Fourteen of those forests should be eliminated, TIGTA says, noting that one consists of Windows 2000 servers, which Microsoft stopped supporting in July 2010.

The IRS pays IBM $1.2 million annually to maintain the forest, auditors say--but IRS officials told auditors that the money does not represent an inefficient use of resources. The equipment in the forest "is required to support critical financial management and accounting functions," says the official IRS response to the audit, signed by IRS Chief Technology Officer Terry Milholland.

Nonetheless, that particular forest will be shut down, IRS information technology officials told auditors. IT officials will study the costs and technical issues of shutting down the other ones, they also said.

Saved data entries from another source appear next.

//! Decision tracing for debugging re-renders
//!
//! A [`Tracer`] is owned by the host application and handed to the update
//! policy by reference. While enabled it reports every update decision, and
//! every subsequent render, for components whose name matches a regular
//! expression. Tracing only observes: it never changes a verdict.
//!
//! Events go to a [`TraceSink`]. The default [`TracingSink`] emits
//! `tracing` events at debug level on the `rendergate::trace` target; any
//! `Fn(&TraceEvent)` closure can stand in for it.
//!
//! # Example
//!
//! ```
//! use rendergate_core::{Tracer, TraceEvent};
//! use std::cell::RefCell;
//! use std::rc::Rc;
//!
//! let lines = Rc::new(RefCell::new(Vec::new()));
//! let sink = {
//!     let lines = lines.clone();
//!     move |event: &TraceEvent<'_>| lines.borrow_mut().push(event.to_string())
//! };
//!
//! let mut tracer = Tracer::new();
//! tracer.enable_with_sink("^Todo", sink).unwrap();
//! tracer.render("TodoItem");
//! tracer.render("Header");
//!
//! assert_eq!(*lines.borrow(), vec!["<TodoItem>: render".to_string()]);
//! ```

use crate::error::Result;
use crate::policy::Decision;
use regex::Regex;
use serde::{Deserialize, Serialize};
use std::fmt;
use std::rc::Rc;

/// Environment variable read by [`TracerConfig::from_env`]
pub const TRACE_ENV_VAR: &str = "RENDERGATE_TRACE";

/// Something observed by the tracer
#[derive(Debug, Clone, Copy)]
pub enum TraceEvent<'a> {
    /// An update decision was made for a component
    Decision {
        component: &'a str,
        decision: &'a Decision,
    },
    /// A component rendered
    Render { component: &'a str },
}

impl TraceEvent<'_> {
    /// Name of the component the event is about
    pub fn component(&self) -> &str {
        match self {
            TraceEvent::Decision { component, .. } | TraceEvent::Render { component } => component,
        }
    }
}

impl fmt::Display for TraceEvent<'_> {
    fn fmt(&self, f: &mut fmt::Formatter<'_>) -> fmt::Result {
        match self {
            TraceEvent::Decision {
                component,
                decision,
            } => write!(f, "<{}>: should_update => {}", component, decision),
            TraceEvent::Render { component } => write!(f, "<{}>: render", component),
        }
    }
}

/// Receives trace events
pub trait TraceSink {
    fn emit(&self, event: &TraceEvent<'_>);
}

impl<F> TraceSink for F
where
    F: Fn(&TraceEvent<'_>),
{
    fn emit(&self, event: &TraceEvent<'_>) {
        self(event)
    }
}

/// Sink that forwards events to `tracing`
#[derive(Debug, Clone, Copy, Default)]
pub struct TracingSink;

impl TraceSink for TracingSink {
    fn emit(&self, event: &TraceEvent<'_>) {
        match event {
            TraceEvent::Decision {
                component,
                decision,
            } => {
                let keys = decision.record().map(|r| r.keys.as_slice()).unwrap_or(&[]);
                tracing::debug!(
                    target: "rendergate::trace",
                    component = *component,
                    verdict = decision.should_update(),
                    reason = decision.reason_label(),
                    ?keys,
                    "{}",
                    event
                );
            }
            TraceEvent::Render { component } => {
                tracing::debug!(target: "rendergate::trace", component = *component, "{}", event);
            }
        }
    }
}

/// Serializable tracer settings
#[derive(Debug, Clone, Default, PartialEq, Eq, Serialize, Deserialize)]
pub struct TracerConfig {
    /// Regular expression matched against component names; `None` disables tracing
    #[serde(default)]
    pub pattern: Option<String>,
}

impl TracerConfig {
    /// Read the pattern from [`TRACE_ENV_VAR`]; unset or empty disables tracing
    pub fn from_env() -> Self {
        let pattern = std::env::var(TRACE_ENV_VAR)
            .ok()
            .filter(|p| !p.is_empty());
        Self { pattern }
    }
}

/// Reports update decisions and renders for matching components
///
/// Enabling again with a new pattern replaces the previous one.
pub struct Tracer {
    pattern: Option<Regex>,
    sink: Rc<dyn TraceSink>,
}

impl Tracer {
    /// Create a disabled tracer that logs through `tracing` once enabled
    pub fn new() -> Self {
        Self {
            pattern: None,
            sink: Rc::new(TracingSink),
        }
    }

    /// Build a tracer from configuration
    pub fn from_config(config: &TracerConfig) -> Result<Self> {
        let mut tracer = Self::new();
        if let Some(pattern) = &config.pattern {
            tracer.enable(pattern)?;
        }
        Ok(tracer)
    }

    /// Trace components whose name matches `pattern`, keeping the current sink
    pub fn enable(&mut self, pattern: &str) -> Result<()> {
        self.pattern = Some(Regex::new(pattern)?);
        Ok(())
    }

    /// Trace components whose name matches `pattern` into `sink`
    pub fn enable_with_sink(
        &mut self,
        pattern: &str,
        sink: impl TraceSink + 'static,
    ) -> Result<()> {
        self.enable(pattern)?;
        self.sink = Rc::new(sink);
        Ok(())
    }

    /// Stop tracing
    pub fn disable(&mut self) {
        self.pattern = None;
    }

    /// Check whether any pattern is active
    pub fn is_enabled(&self) -> bool {
        self.pattern.is_some()
    }

    /// Check whether events for `component` would be emitted
    pub fn matches(&self, component: &str) -> bool {
        self.pattern
            .as_ref()
            .is_some_and(|pattern| pattern.is_match(component))
    }

    /// Report an update decision
    pub fn decision(&self, component: &str, decision: &Decision) {
        if self.matches(component) {
            self.sink.emit(&TraceEvent::Decision {
                component,
                decision,
            });
        }
    }

    /// Report a render that followed an update decision
    pub fn render(&self, component: &str) {
        if self.matches(component) {
            self.sink.emit(&TraceEvent::Render { component });
        }
    }
}

impl Default for Tracer {
    fn default() -> Self {
        Self::new()
    }
}

impl fmt::Debug for Tracer {
    fn fmt(&self, f: &mut fmt::Formatter<'_>) -> fmt::Result {
        f.debug_struct("Tracer")
            .field("pattern", &self.pattern.as_ref().map(Regex::as_str))
            .finish_non_exhaustive()
    }
}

When it comes to networked machines residing outside of a valid Active Directory domain, IT officials told auditors that there may exist valid for reasons for the set up, but that it would take massive man hours to make a correct determination. Auditors don't recommend that the rogue--or are they?--machines be immediately shut down, just that the IRS have process in place to prevent servers or workstations from being connected to the network without authorization and documentation.

The tax agency should continue to scan its network for unauthorized machines, auditors also say.